Wednesday, June 20, 2012

The Value of Thrift

My son is ALMOST and Eagle Scout.  I pretty much won't be breathing during the next 7 days while I wait to see if he completes all the paperwork before he turns 18 at 12am June 28th.  Not that we are counting.  Stay tuned for more on that in the coming days.  


One of my tasks (technically my only task but you know what a helicopter parent I can be) is to write a letter of recommendation stating how Jake has lived out the Scout Oath and Scout Law.  So I figured I would review them.  



The Scout Oath: On my honor I will do my best to do my duty to God and my Country and to obey the Scout Law; to help other people at all times; to keep myself physically strong, mentally awake, and morally straight. The Scout Law: A Scout is trustworthy, loyal, helpful, friendly, courteous, kind, obedient, cheerful, thrifty, brave clean and reverent.



Did it jump out at you like it did at me? Thrifty.  A scout is thrifty.


Don't you think it is interesting that the boy scouts value this trait enough to list it with things like trustworthy, loyal, helpful, friendly, etc.  The other traits seem so much more noble.  Thrifty, that just seems like something  we do when we are broke or cheap.  I never thought of it as a character trait worthy of emulating no mater the circumstances of our life.


Ok, yes, they also have "clean" but remember we are talking about teenage boys.  Enough said.


The boy scouts was founded in 1910 and this oath does not appear to have been significantly altered since then.  The ideals of scouts and the traits they find worthy are the same today as they were over 100 years ago.  And apparently 100 years ago being thrifty was a noble endeavor.
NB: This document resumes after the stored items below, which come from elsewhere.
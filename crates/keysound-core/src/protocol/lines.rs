//! Reassembly of newline-delimited server commands across socket reads.
//!
//! A TCP read returns whatever bytes happen to have arrived, so a command such
//! as `P10\n` may show up as `P1` in one read and `0\n` in the next.
//! [`LineBuffer`] keeps the unterminated tail of each read and prepends it to
//! the next one, handing out only complete lines.
//!
//! A line that grows past `max_line_len` without a newline is dropped in its
//! entirety, up to and including the newline that eventually ends it.

/// Default upper bound on a single server line, newline excluded.
pub const DEFAULT_MAX_LINE_LEN: usize = 256;

/// Accumulates partial lines between reads.
#[derive(Debug)]
pub struct LineBuffer {
    pending: Vec<u8>,
    max_line_len: usize,
    /// Set while discarding the remainder of an over-long line.
    overflowed: bool,
}

impl LineBuffer {
    /// Creates a buffer that accepts lines of at most `max_line_len` bytes.
    pub fn new(max_line_len: usize) -> Self {
        Self {
            pending: Vec::new(),
            max_line_len,
            overflowed: false,
        }
    }

    /// Feeds one read's worth of bytes, calling `on_line` for every line that
    /// is now complete (newline stripped).
    ///
    /// Returns the number of over-long lines discarded during this call.
    pub fn feed(&mut self, bytes: &[u8], mut on_line: impl FnMut(&[u8])) -> usize {
        let mut discarded = 0;
        let mut segments = bytes.split(|&b| b == b'\n').peekable();

        while let Some(segment) = segments.next() {
            let terminated = segments.peek().is_some();

            if !terminated {
                // Unterminated tail: keep it for the next read.
                if self.overflowed {
                    continue;
                }
                if self.pending.len() + segment.len() > self.max_line_len {
                    self.pending.clear();
                    self.overflowed = true;
                } else {
                    self.pending.extend_from_slice(segment);
                }
                continue;
            }

            if self.overflowed {
                self.overflowed = false;
                discarded += 1;
                continue;
            }

            if self.pending.len() + segment.len() > self.max_line_len {
                self.pending.clear();
                discarded += 1;
            } else if self.pending.is_empty() {
                on_line(segment);
            } else {
                self.pending.extend_from_slice(segment);
                on_line(&self.pending);
                self.pending.clear();
            }
        }

        discarded
    }

    /// Returns `true` when part of a line is waiting for its newline.
    pub fn has_pending(&self) -> bool {
        !self.pending.is_empty() || self.overflowed
    }

    /// Drops any partial line.
    pub fn clear(&mut self) {
        self.pending.clear();
        self.overflowed = false;
    }
}

impl Default for LineBuffer {
    fn default() -> Self {
        Self::new(DEFAULT_MAX_LINE_LEN)
    }
}

// ── Tests ─────────────────────────────────────────────────────────────────────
In today's economy I certainly hear a lot about being thrifty.  After living through the consumption decades of the 80's, 90's and early 2000's we are all pulling back and rediscovering the nobility of thrift.  In some ways our thrift is different than it was 100 years ago.  I am shopping at consignment stores to maintain a wardrobe many times the size of the average woman in 1912 and I am using coupons not just for necessities like groceries but for indulgences like designer coffee.  But some things are the same, we are learning to repair what is broken rather than replace it (I wrote on this idea a couple years ago), to enjoy what we have rather than focus on what we don't have (Gratitude is definitely a big theme in today's culture), come up with creative solutions when we have a need (remember the tree house John built last summer with materials we had laying around?) and share resources with friends and family (I couldn't have thrown Jake's grad party without tables from our church, chairs from my parents, taco meat from my mom and aunt, serving baskets brought over last minute by a friend and cupcakes from my SIL and mom).
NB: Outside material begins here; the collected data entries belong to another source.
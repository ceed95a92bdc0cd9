//! Audio output through `cpal`.
//!
//! Every session opens its own output stream on the default device, so
//! overlapping sessions are mixed by the host's sound server rather than by
//! this crate. Lump audio is 8-bit unsigned mono at 11025 Hz; the stream
//! callback converts it to the device's sample type, linearly resamples to
//! the device rate and copies the mono signal into every device channel.
//!
//! Completion is reported only after the device has asked for
//! [`TAIL_PERIODS`] periods of pure silence, so the stream outlives the
//! period holding the last audible frame.

use std::sync::Arc;

use cpal::traits::{DeviceTrait, HostTrait, StreamTrait};
use cpal::{FromSample, Sample, SampleFormat, SizedSample};
use crossbeam_channel::{bounded, Receiver, Sender};
use tracing::{debug, info};

use super::engine::{AudioEngine, AudioError, PcmFormat, PlaybackSession};

/// An [`AudioEngine`] backed by the host's default output device.
#[derive(Debug, Default)]
pub struct CpalAudioEngine {
    _private: (),
}

impl CpalAudioEngine {
    /// Probes the default output device.
    ///
    /// # Errors
    ///
    /// Returns [`AudioError`] when the host has no usable output device.
    pub fn new() -> Result<Self, AudioError> {
        let device = default_device()?;
        let config = device
            .default_output_config()
            .map_err(|e| AudioError::Device(e.to_string()))?;
        let name = device
            .description()
            .map(|d: cpal::DeviceDescription| d.name().to_string())
            .unwrap_or_else(|_| "default".into());
        info!(
            "audio output: {name}, {} Hz, {} channel(s), {:?}",
            config.sample_rate(),
            config.channels(),
            config.sample_format()
        );
        Ok(Self { _private: () })
    }
}

impl AudioEngine for CpalAudioEngine {
    fn acquire(&self) -> Result<Box<dyn PlaybackSession>, AudioError> {
        let device = default_device()?;
        let supported = device
            .default_output_config()
            .map_err(|e| AudioError::Device(e.to_string()))?;
        Ok(Box::new(CpalSession {
            device,
            supported,
            stream: None,
            done: None,
        }))
    }
}

fn default_device() -> Result<cpal::Device, AudioError> {
    cpal::default_host()
        .default_output_device()
        .ok_or(AudioError::NoOutputDevice)
}

type Completion = Result<(), AudioError>;

struct CpalSession {
    device: cpal::Device,
    supported: cpal::SupportedStreamConfig,
    stream: Option<cpal::Stream>,
    done: Option<Receiver<Completion>>,
}

impl CpalSession {
    fn build<T>(
        &self,
        source: Resampler,
        done_tx: Sender<Completion>,
    ) -> Result<cpal::Stream, AudioError>
    where
        T: SizedSample + FromSample<f32>,
    {
        let config: cpal::StreamConfig = self.supported.config();
        let channels = usize::from(config.channels.max(1));
        let err_tx = done_tx.clone();
        let mut playhead = Playhead::new(source);

        self.device
            .build_output_stream::<T, _, _>(
                &config,
                move |out: &mut [T], _: &cpal::OutputCallbackInfo| {
                    if playhead.fill(out, channels) {
                        let _ = done_tx.try_send(Ok(()));
                    }
                },
                move |err| {
                    let _ = err_tx.try_send(Err(AudioError::Stream(err.to_string())));
                },
                None,
            )
            .map_err(|e| AudioError::Device(e.to_string()))
    }
}

impl PlaybackSession for CpalSession {
    fn submit(&mut self, pcm: Arc<[u8]>, format: PcmFormat) -> Result<(), AudioError> {
        if self.stream.is_some() {
            return Err(AudioError::AlreadySubmitted);
        }

        let source = Resampler::new(pcm, format, self.supported.sample_rate());
        // Room for one completion and one error; later reports are dropped.
        let (done_tx, done_rx) = bounded(2);

        let stream = match self.supported.sample_format() {
            SampleFormat::F32 => self.build::<f32>(source, done_tx)?,
            SampleFormat::I16 => self.build::<i16>(source, done_tx)?,
            SampleFormat::U16 => self.build::<u16>(source, done_tx)?,
            other => return Err(AudioError::UnsupportedFormat(format!("{other:?}"))),
        };
        stream
            .play()
            .map_err(|e| AudioError::Stream(e.to_string()))?;

        self.stream = Some(stream);
        self.done = Some(done_rx);
        Ok(())
    }

    fn wait(&mut self) -> Result<(), AudioError> {
        let done = self.done.as_ref().ok_or(AudioError::NothingSubmitted)?;
        let result = done.recv().map_err(|_| AudioError::Interrupted)?;
        debug!("cpal session finished");
        result
    }
}

// ── Sample conversion ─────────────────────────────────────────────────────────

/// Converts one unsigned 8-bit sample to `[-1.0, 1.0)`.
fn u8_to_f32(sample: u8) -> f32 {
    (f32::from(sample) - 128.0) / 128.0
}

/// Linear-interpolating reader over a mono unsigned 8-bit PCM buffer.
struct Resampler {
    pcm: Arc<[u8]>,
    /// Source samples advanced per output frame.
    step: f64,
    position: f64,
}

impl Resampler {
    fn new(pcm: Arc<[u8]>, format: PcmFormat, output_rate: u32) -> Self {
        let step = if output_rate == 0 {
            1.0
        } else {
            f64::from(format.sample_rate) / f64::from(output_rate)
        };
        Self {
            pcm,
            step,
            position: 0.0,
        }
    }

    /// Returns the next output sample, or `None` once the buffer is spent.
    fn next_sample(&mut self) -> Option<f32> {
        let index = self.position as usize;
        let current = *self.pcm.get(index)?;
        let next = self.pcm.get(index + 1).copied().unwrap_or(current);
        let frac = (self.position - index as f64) as f32;
        self.position += self.step;

        let a = u8_to_f32(current);
        let b = u8_to_f32(next);
        Some(a + (b - a) * frac)
    }
}

/// Fills `out` with interleaved frames from `source`, padding with silence.
///
/// Returns the number of frames that carried source audio.
fn write_frames<T>(out: &mut [T], channels: usize, source: &mut Resampler) -> usize
where
    T: Sample + FromSample<f32>,
{
    let mut audible = 0;
    for frame in out.chunks_mut(channels) {
        let value = match source.next_sample() {
            Some(v) => {
                audible += 1;
                T::from_sample(v)
            }
            _ => T::EQUILIBRIUM,
        };
        frame.fill(value);
    }
    audible
}

// ── Completion ────────────────────────────────────────────────────────────────

/// All-silent periods the device must request before a session is done.
///
/// The first one proves the last audible period was handed over; the second
/// gives the device a full period to play it out.
const TAIL_PERIODS: u32 = 2;

/// Drives a [`Resampler`] through device periods and tracks end of playback.
struct Playhead {
    source: Resampler,
    silent_periods: u32,
    finished: bool,
}

impl Playhead {
    fn new(source: Resampler) -> Self {
        Self {
            source,
            silent_periods: 0,
            finished: false,
        }
    }

    /// Fills one device period.
    ///
    /// Returns `true` exactly once, on the [`TAIL_PERIODS`]th period in a row
    /// that held no source audio. A period with audible frames never does.
    fn fill<T>(&mut self, out: &mut [T], channels: usize) -> bool
    where
        T: Sample + FromSample<f32>,
    {
        if out.is_empty() {
            return false;
        }
        if write_frames(out, channels, &mut self.source) > 0 {
            self.silent_periods = 0;
            return false;
        }
        if self.finished {
            return false;
        }
        self.silent_periods += 1;
        self.finished = self.silent_periods >= TAIL_PERIODS;
        self.finished
    }
}

// ── Tests ─────────────────────────────────────────────────────────────────────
I have noticed that many of the traditional ways of being thrifty rely on valuing our things, our blessings, our talents and the people in our life.  They create opportunities to interact with family and friends, to bless and be blessed.

Hmm, I guess thrifty really is a noble character trait.


thrift·y
1.practicing thrift or economical management; frugal: a thrifty shopper.
2.thriving, prosperous, or successful.
3.thriving physically; growing vigorously.
thrift1.economical management; economy; frugality.
2.Also called thrift institution. Banking . a savings and loan association, savings bank, or credit union.